The apron is certified for white-water conditions and cascades of up to three metres in height, but guarantees no protection against waterfalls of 22 metres, which, it turns out, is the height of the precipice over which the river that was carrying me ultimately flows. There I was, being pleasantly swept allong by the raging waters, my spelunking suit keeping me warm and dry while my survival apron rendered me boyant despite the water's brisk current. I could have contentedly passed an entire afternoon in such a way, the river twisting and turning through the depths of the earth like a giant, subterranean waterslide, had the Great Artificer who framed these passages not decided to throw in a giant waterfall, like an exclamation point marking the end of this particular train of His geological thought.

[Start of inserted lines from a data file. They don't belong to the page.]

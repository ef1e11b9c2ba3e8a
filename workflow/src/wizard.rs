//! Five-step submission wizard with per-step validation gates.
//!
//! STATE MACHINE
//! =============
//! `Basics -> Authors -> Content -> Attachment -> Preview`, strictly linear.
//! `next` runs the gate of the current step and only then advances; `prev`
//! never validates. Which panel is visible is a pure function of the step.
//!
//! The validation functions take plain data so they can be reused outside the
//! wizard (the CLI validates JSON input through them).

#[cfg(test)]
#[path = "wizard_test.rs"]
mod wizard_test;

use std::sync::LazyLock;

use regex::Regex;
use serde::Serialize;
use serde_json::Value;

use crate::config::ClientConfig;
use crate::error::ValidationError;
use crate::model::{Author, Category, ContentSections, ReviewStatus};
use crate::text::{count_words, markdown_word_count, render_markdown_html};

/// Multipart field carrying the JSON payload.
pub const MULTIPART_DATA_FIELD: &str = "data";
/// Multipart field carrying the PDF.
pub const MULTIPART_FILE_FIELD: &str = "file";

static EMAIL_RE: LazyLock<Regex> =
    LazyLock::new(|| Regex::new(r"^[^\s@]+@[^\s@]+\.[^\s@]{2,}$").expect("email pattern compiles"));

/// Wizard steps in order.
#[derive(Clone, Copy, Debug, Default, PartialEq, Eq, Hash)]
pub enum WizardStep {
    #[default]
    Basics,
    Authors,
    Content,
    Attachment,
    Preview,
}

impl WizardStep {
    pub const ALL: [WizardStep; 5] =
        [WizardStep::Basics, WizardStep::Authors, WizardStep::Content, WizardStep::Attachment, WizardStep::Preview];

    /// 1-based step number for the stepper header.
    pub fn number(self) -> usize {
        match self {
            Self::Basics => 1,
            Self::Authors => 2,
            Self::Content => 3,
            Self::Attachment => 4,
            Self::Preview => 5,
        }
    }

    pub fn title(self) -> &'static str {
        match self {
            Self::Basics => "Basic information",
            Self::Authors => "Authors",
            Self::Content => "Abstract content",
            Self::Attachment => "Attachment",
            Self::Preview => "Preview",
        }
    }

    /// Transition table: the step after this one, if any.
    pub fn following(self) -> Option<Self> {
        match self {
            Self::Basics => Some(Self::Authors),
            Self::Authors => Some(Self::Content),
            Self::Content => Some(Self::Attachment),
            Self::Attachment => Some(Self::Preview),
            Self::Preview => None,
        }
    }

    pub fn preceding(self) -> Option<Self> {
        match self {
            Self::Basics => None,
            Self::Authors => Some(Self::Basics),
            Self::Content => Some(Self::Authors),
            Self::Attachment => Some(Self::Content),
            Self::Preview => Some(Self::Attachment),
        }
    }
}

/// Author role enforced as exactly-one across rows.
#[derive(Clone, Copy, Debug, PartialEq, Eq)]
pub enum AuthorRole {
    Presenter,
    Corresponding,
}

/// Metadata of a picked or dropped file.
#[derive(Clone, Debug, PartialEq, Eq)]
pub struct PdfAttachment {
    pub name: String,
    pub mime: String,
    pub size_bytes: u64,
}

/// Accept a file iff it looks like a PDF and fits in `max_mb`.
///
/// # Errors
///
/// Returns [`ValidationError::PdfType`] or [`ValidationError::PdfTooLarge`].
pub fn validate_pdf(file: &PdfAttachment, max_mb: u32) -> Result<(), ValidationError> {
    let is_pdf = file.mime == "application/pdf" || file.name.to_lowercase().ends_with(".pdf");
    if !is_pdf {
        return Err(ValidationError::PdfType { name: file.name.clone() });
    }
    if file.size_bytes > u64::from(max_mb) * 1024 * 1024 {
        return Err(ValidationError::PdfTooLarge { size_bytes: file.size_bytes, max_mb });
    }
    Ok(())
}

/// Step 1 gate.
///
/// # Errors
///
/// Returns the first failing title/category rule.
pub fn validate_basics(title: &str, category: Option<&Category>, word_limit: usize) -> Result<(), ValidationError> {
    let words = count_words(title);
    if words == 0 {
        return Err(ValidationError::TitleMissing);
    }
    if words > word_limit {
        return Err(ValidationError::TitleTooLong { words, limit: word_limit });
    }
    if category.is_none() {
        return Err(ValidationError::CategoryMissing);
    }
    Ok(())
}

pub fn is_valid_email(email: &str) -> bool {
    EMAIL_RE.is_match(email)
}

/// Step 2 gate: a named author, well-formed emails, one presenter, one corresponding author.
///
/// # Errors
///
/// Returns the first failing author rule.
pub fn validate_authors(authors: &[Author]) -> Result<(), ValidationError> {
    if !authors.iter().any(|a| !a.name.trim().is_empty()) {
        return Err(ValidationError::NoNamedAuthor);
    }
    for (index, author) in authors.iter().enumerate() {
        let Some(email) = author.email.as_deref().map(str::trim).filter(|e| !e.is_empty()) else {
            continue;
        };
        if !is_valid_email(email) {
            return Err(ValidationError::InvalidEmail { row: index + 1, email: email.to_owned() });
        }
    }
    // Unnamed rows are dropped from the payload, so their roles do not count.
    let named = || authors.iter().filter(|a| !a.name.trim().is_empty());
    let presenters = named().filter(|a| a.is_presenter).count();
    if presenters != 1 {
        return Err(ValidationError::PresenterCount { count: presenters });
    }
    let corresponding = named().filter(|a| a.is_corresponding).count();
    if corresponding != 1 {
        return Err(ValidationError::CorrespondingCount { count: corresponding });
    }
    Ok(())
}

/// Combined reader-visible word count of the five sections.
pub fn content_word_count(sections: &ContentSections) -> usize {
    sections.iter().map(|(_, body)| markdown_word_count(body)).sum()
}

/// Step 3 gate. Returns the word count on success.
///
/// # Errors
///
/// Returns [`ValidationError::ContentEmpty`] or [`ValidationError::ContentTooLong`].
pub fn validate_content(sections: &ContentSections, word_limit: usize) -> Result<usize, ValidationError> {
    let words = content_word_count(sections);
    if words == 0 {
        return Err(ValidationError::ContentEmpty);
    }
    if words > word_limit {
        return Err(ValidationError::ContentTooLong { words, limit: word_limit });
    }
    Ok(words)
}

/// Everything the wizard collects.
#[derive(Clone, Debug, PartialEq, Eq)]
pub struct SubmissionDraft {
    pub title: String,
    pub category: Option<Category>,
    pub authors: Vec<Author>,
    pub sections: ContentSections,
    pub attachment: Option<PdfAttachment>,
}

impl Default for SubmissionDraft {
    fn default() -> Self {
        Self {
            title: String::new(),
            category: None,
            authors: vec![Author::default()],
            sections: ContentSections::default(),
            attachment: None,
        }
    }
}

/// Final submit or save-as-draft.
#[derive(Clone, Copy, Debug, PartialEq, Eq)]
pub enum SubmitMode {
    Final,
    Draft,
}

impl SubmitMode {
    pub fn status(self) -> ReviewStatus {
        match self {
            Self::Final => ReviewStatus::Pending,
            Self::Draft => ReviewStatus::Draft,
        }
    }
}

/// Request body encoding.
#[derive(Clone, Copy, Debug, PartialEq, Eq)]
pub enum Encoding {
    /// `application/json`.
    Json,
    /// `multipart/form-data` with [`MULTIPART_DATA_FIELD`] and [`MULTIPART_FILE_FIELD`].
    Multipart,
}

/// JSON payload of a submission.
#[derive(Clone, Debug, PartialEq, Eq, Serialize)]
pub struct SubmissionPayload {
    pub title: String,
    pub category_id: Option<String>,
    pub authors: Vec<Author>,
    #[serde(flatten)]
    pub sections: ContentSections,
    pub status: ReviewStatus,
}

/// A validated, encoded-ready submission.
#[derive(Clone, Debug, PartialEq, Eq)]
pub struct SubmissionRequest {
    pub mode: SubmitMode,
    pub encoding: Encoding,
    pub payload: SubmissionPayload,
    pub file_name: Option<String>,
}

impl SubmissionRequest {
    pub fn payload_json(&self) -> Value {
        serde_json::to_value(&self.payload).unwrap_or(Value::Null)
    }
}

/// One author row in the preview.
#[derive(Clone, Debug, PartialEq, Eq)]
pub struct PreviewAuthor {
    pub name: String,
    pub email: Option<String>,
    pub affiliation: Option<String>,
    pub badges: Vec<&'static str>,
}

/// Read-only summary shown on the last step.
#[derive(Clone, Debug, PartialEq, Eq)]
pub struct SubmissionPreview {
    pub title: String,
    pub category: String,
    pub authors: Vec<PreviewAuthor>,
    /// Section label and sanitized HTML, empty sections omitted.
    pub sections: Vec<(&'static str, String)>,
    pub word_count: usize,
    pub attachment_name: Option<String>,
}

impl SubmissionPreview {
    pub fn from_draft(draft: &SubmissionDraft) -> Self {
        let authors = draft
            .authors
            .iter()
            .filter(|a| !a.name.trim().is_empty())
            .map(|a| {
                let mut badges = Vec::new();
                if a.is_presenter {
                    badges.push("Presenter");
                }
                if a.is_corresponding {
                    badges.push("Corresponding");
                }
                PreviewAuthor {
                    name: a.name.trim().to_owned(),
                    email: a.email.clone().filter(|e| !e.trim().is_empty()),
                    affiliation: a.affiliation.clone().filter(|e| !e.trim().is_empty()),
                    badges,
                }
            })
            .collect();
        let sections = draft
            .sections
            .iter()
            .filter(|(_, body)| !body.trim().is_empty())
            .map(|(kind, body)| (kind.label(), render_markdown_html(body)))
            .collect();
        Self {
            title: draft.title.trim().to_owned(),
            category: draft.category.as_ref().map(|c| c.name.clone()).unwrap_or_default(),
            authors,
            sections,
            word_count: content_word_count(&draft.sections),
            attachment_name: draft.attachment.as_ref().map(|f| f.name.clone()),
        }
    }
}

/// Wizard state: current step, collected draft and limits.
#[derive(Clone, Debug, PartialEq, Eq)]
pub struct Wizard {
    step: WizardStep,
    draft: SubmissionDraft,
    preview: Option<SubmissionPreview>,
    max_pdf_mb: u32,
    title_word_limit: usize,
    content_word_limit: usize,
}

impl Default for Wizard {
    fn default() -> Self {
        Self::new(&ClientConfig::default())
    }
}

impl Wizard {
    pub fn new(config: &ClientConfig) -> Self {
        Self {
            step: WizardStep::Basics,
            draft: SubmissionDraft::default(),
            preview: None,
            max_pdf_mb: config.max_pdf_mb,
            title_word_limit: config.title_word_limit,
            content_word_limit: config.content_word_limit,
        }
    }

    pub fn step(&self) -> WizardStep {
        self.step
    }

    pub fn is_visible(&self, step: WizardStep) -> bool {
        self.step == step
    }

    pub fn draft(&self) -> &SubmissionDraft {
        &self.draft
    }

    pub fn draft_mut(&mut self) -> &mut SubmissionDraft {
        &mut self.draft
    }

    pub fn preview(&self) -> Option<&SubmissionPreview> {
        self.preview.as_ref()
    }

    pub fn max_pdf_mb(&self) -> u32 {
        self.max_pdf_mb
    }

    pub fn content_word_limit(&self) -> usize {
        self.content_word_limit
    }

    /// Live count for the content step's counter.
    pub fn content_word_count(&self) -> usize {
        content_word_count(&self.draft.sections)
    }

    /// Run the current step's gate and advance. Stays put on failure.
    ///
    /// # Errors
    ///
    /// Returns the gate's [`ValidationError`].
    pub fn next(&mut self) -> Result<WizardStep, ValidationError> {
        self.gate(self.step)?;
        if let Some(next) = self.step.following() {
            if next == WizardStep::Preview {
                self.preview = Some(SubmissionPreview::from_draft(&self.draft));
            }
            self.step = next;
        }
        Ok(self.step)
    }

    pub fn prev(&mut self) -> WizardStep {
        if let Some(prev) = self.step.preceding() {
            self.step = prev;
        }
        self.step
    }

    fn gate(&self, step: WizardStep) -> Result<(), ValidationError> {
        match step {
            WizardStep::Basics => {
                validate_basics(&self.draft.title, self.draft.category.as_ref(), self.title_word_limit)
            }
            WizardStep::Authors => validate_authors(&self.draft.authors),
            WizardStep::Content => validate_content(&self.draft.sections, self.content_word_limit).map(|_| ()),
            WizardStep::Attachment | WizardStep::Preview => Ok(()),
        }
    }

    pub fn set_presenter(&mut self, index: usize) {
        self.set_role(index, AuthorRole::Presenter, true);
    }

    pub fn set_corresponding(&mut self, index: usize) {
        self.set_role(index, AuthorRole::Corresponding, true);
    }

    pub fn add_author(&mut self) {
        self.draft.authors.push(Author::default());
    }

    pub fn remove_author(&mut self, index: usize) {
        if index < self.draft.authors.len() {
            self.draft.authors.remove(index);
        }
    }

    /// Role checkbox change. Checking one row unchecks the role on every other row.
    pub fn set_role(&mut self, index: usize, role: AuthorRole, checked: bool) {
        for (i, author) in self.draft.authors.iter_mut().enumerate() {
            let flag = match role {
                AuthorRole::Presenter => &mut author.is_presenter,
                AuthorRole::Corresponding => &mut author.is_corresponding,
            };
            if i == index {
                *flag = checked;
            } else if checked {
                *flag = false;
            }
        }
    }

    /// Shared path for file-picker and drag-and-drop. A rejected file clears the attachment.
    ///
    /// # Errors
    ///
    /// Returns the PDF validation error for the inline message and toast.
    pub fn attach_pdf(&mut self, file: PdfAttachment) -> Result<(), ValidationError> {
        let result = validate_pdf(&file, self.max_pdf_mb);
        self.draft.attachment = result.is_ok().then_some(file);
        self.refresh_preview();
        result
    }

    pub fn clear_pdf(&mut self) {
        self.draft.attachment = None;
        self.refresh_preview();
    }

    // A file may be attached or removed while the preview is already built.
    fn refresh_preview(&mut self) {
        if self.preview.is_some() {
            self.preview = Some(SubmissionPreview::from_draft(&self.draft));
        }
    }

    /// Re-validate authors, roles and the attachment, then pick the encoding.
    ///
    /// # Errors
    ///
    /// Returns the first failing rule; nothing should be sent in that case.
    pub fn prepare_submission(&self, mode: SubmitMode) -> Result<SubmissionRequest, ValidationError> {
        validate_authors(&self.draft.authors)?;
        if let Some(file) = &self.draft.attachment {
            validate_pdf(file, self.max_pdf_mb)?;
        }

        let payload = SubmissionPayload {
            title: self.draft.title.trim().to_owned(),
            category_id: self.draft.category.as_ref().map(|c| c.id.clone()),
            authors: self.draft.authors.iter().filter(|a| !a.name.trim().is_empty()).cloned().collect(),
            sections: self.draft.sections.clone(),
            status: mode.status(),
        };
        let encoding = if self.draft.attachment.is_some() { Encoding::Multipart } else { Encoding::Json };
        Ok(SubmissionRequest {
            mode,
            encoding,
            payload,
            file_name: self.draft.attachment.as_ref().map(|f| f.name.clone()),
        })
    }
}
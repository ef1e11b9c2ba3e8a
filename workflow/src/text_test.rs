use super::*;

// =============================================================
// count_words
// =============================================================

#[test]
fn count_words_empty_is_zero() {
    assert_eq!(count_words(""), 0);
    assert_eq!(count_words("   \n\t "), 0);
}

#[test]
fn count_words_ignores_repeated_whitespace() {
    assert_eq!(count_words("a  b\tc\n"), 3);
}

#[test]
fn count_words_counts_numbers_and_symbols() {
    assert_eq!(count_words("n = 42 ( p < 0.05 )"), 8);
}

#[test]
fn count_words_handles_unicode_whitespace() {
    assert_eq!(count_words("alpha\u{00A0}beta\u{2003}gamma"), 3);
}

#[test]
fn count_words_is_stable_under_collapse() {
    for sample in ["", " lead", "trail ", "a \u{3000} b", "x\n\n\ny\tz", "Study of X"] {
        assert_eq!(count_words(sample), count_words(&collapse_whitespace(sample)));
    }
}

// =============================================================
// plain_text / markdown_word_count
// =============================================================

#[test]
fn plain_text_strips_markup_but_keeps_words() {
    assert_eq!(plain_text("# Intro\n\nSome **bold** text."), "Intro Some bold text.");
}

#[test]
fn inline_emphasis_does_not_split_words() {
    assert_eq!(markdown_word_count("a*b*"), 1);
}

#[test]
fn list_items_are_separate_words() {
    assert_eq!(markdown_word_count("- one\n- two\n- three"), 3);
}

// =============================================================
// render_markdown_html
// =============================================================

#[test]
fn render_drops_raw_html() {
    let html = render_markdown_html("Hello <script>alert(1)</script> world");
    assert!(!html.contains("<script>"));
    assert!(html.contains("Hello"));
}

#[test]
fn render_keeps_basic_formatting() {
    let html = render_markdown_html("**bold**");
    assert!(html.contains("<strong>bold</strong>"));
}

#[test]
fn render_empties_script_link_targets() {
    let html = render_markdown_html("[click](javascript:alert(document.cookie))");
    assert!(!html.contains("javascript:"));
    assert!(html.contains(">click</a>"));
}

#[test]
fn render_empties_obfuscated_and_image_targets() {
    for source in [
        "[x](JaVaScRiPt:alert(1))",
        "[x](javascript&#58;alert(1))",
        "<javascript:alert(1)>",
        "![img](data:text/html;base64,PHNjcmlwdD4=)",
        "[x](vbscript:msgbox)",
    ] {
        let html = render_markdown_html(source).to_ascii_lowercase();
        assert!(!html.contains(r#"href="javascript"#), "{source} -> {html}");
        assert!(!html.contains(r#"src="data:"#), "{source} -> {html}");
        assert!(!html.contains(r#"href="vbscript"#), "{source} -> {html}");
    }
}

#[test]
fn render_keeps_web_mail_and_relative_targets() {
    let html = render_markdown_html("[a](https://example.org/x) [b](mailto:ed@example.org) [c](/papers/7)");
    assert!(html.contains(r#"href="https://example.org/x""#));
    assert!(html.contains(r#"href="mailto:ed@example.org""#));
    assert!(html.contains(r#"href="/papers/7""#));
}

#[test]
fn safe_url_reads_scheme_through_whitespace() {
    assert!(!is_safe_url("java\tscript:alert(1)"));
    assert!(!is_safe_url(" javascript:alert(1)"));
    assert!(is_safe_url("HTTP://example.org"));
    assert!(is_safe_url("notes/a:b"));
    assert!(is_safe_url("#section"));
}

Down I plummeted. For what seemed to be an eternity (but couldn't have been more than a few seconds) an entire lifetime flashed before my eyes. The fact that it didn't seem to be my own lifetime, but was rather a biographical account of George de Mestral, inventor of Velcro, was odd, but I had little time to marvel the fact before a large pool of water interrupted my brain's warped musings. I pointed my toes downward and hoped for the best.
Most fortunately, the pool of water at the foot of the falls was deep, and it's bottom was covered in a thick layer of spongy moss-like growth that both absorbed the shock of my fall (when waterbottom I eventually hit), and glowed with a strange phosphorescence, lending the pool an enchanting soft blue-green radiance. So radiant was the pool, in fact, that when I reached its surface, I no longer needed my spelunking helmet's lamp to make out the dimensions of the cavern in which I found myself -- and a good thing too, for the force and angle with which I had hit the pool's surface had knocked the helmet clear off my head and sent it careening through the cavern to parts unknown.
And looking around, it became clear that I had stumbled upon something altogether extraordinary. I had indeed found the source of the mysterious wireless Internet signal, and was taken aback by the oddity and outlandishness of the entire scenario. But this tale will have to wait for another posting, as official Fakiegrind duties call me away from the keyboard for the time being...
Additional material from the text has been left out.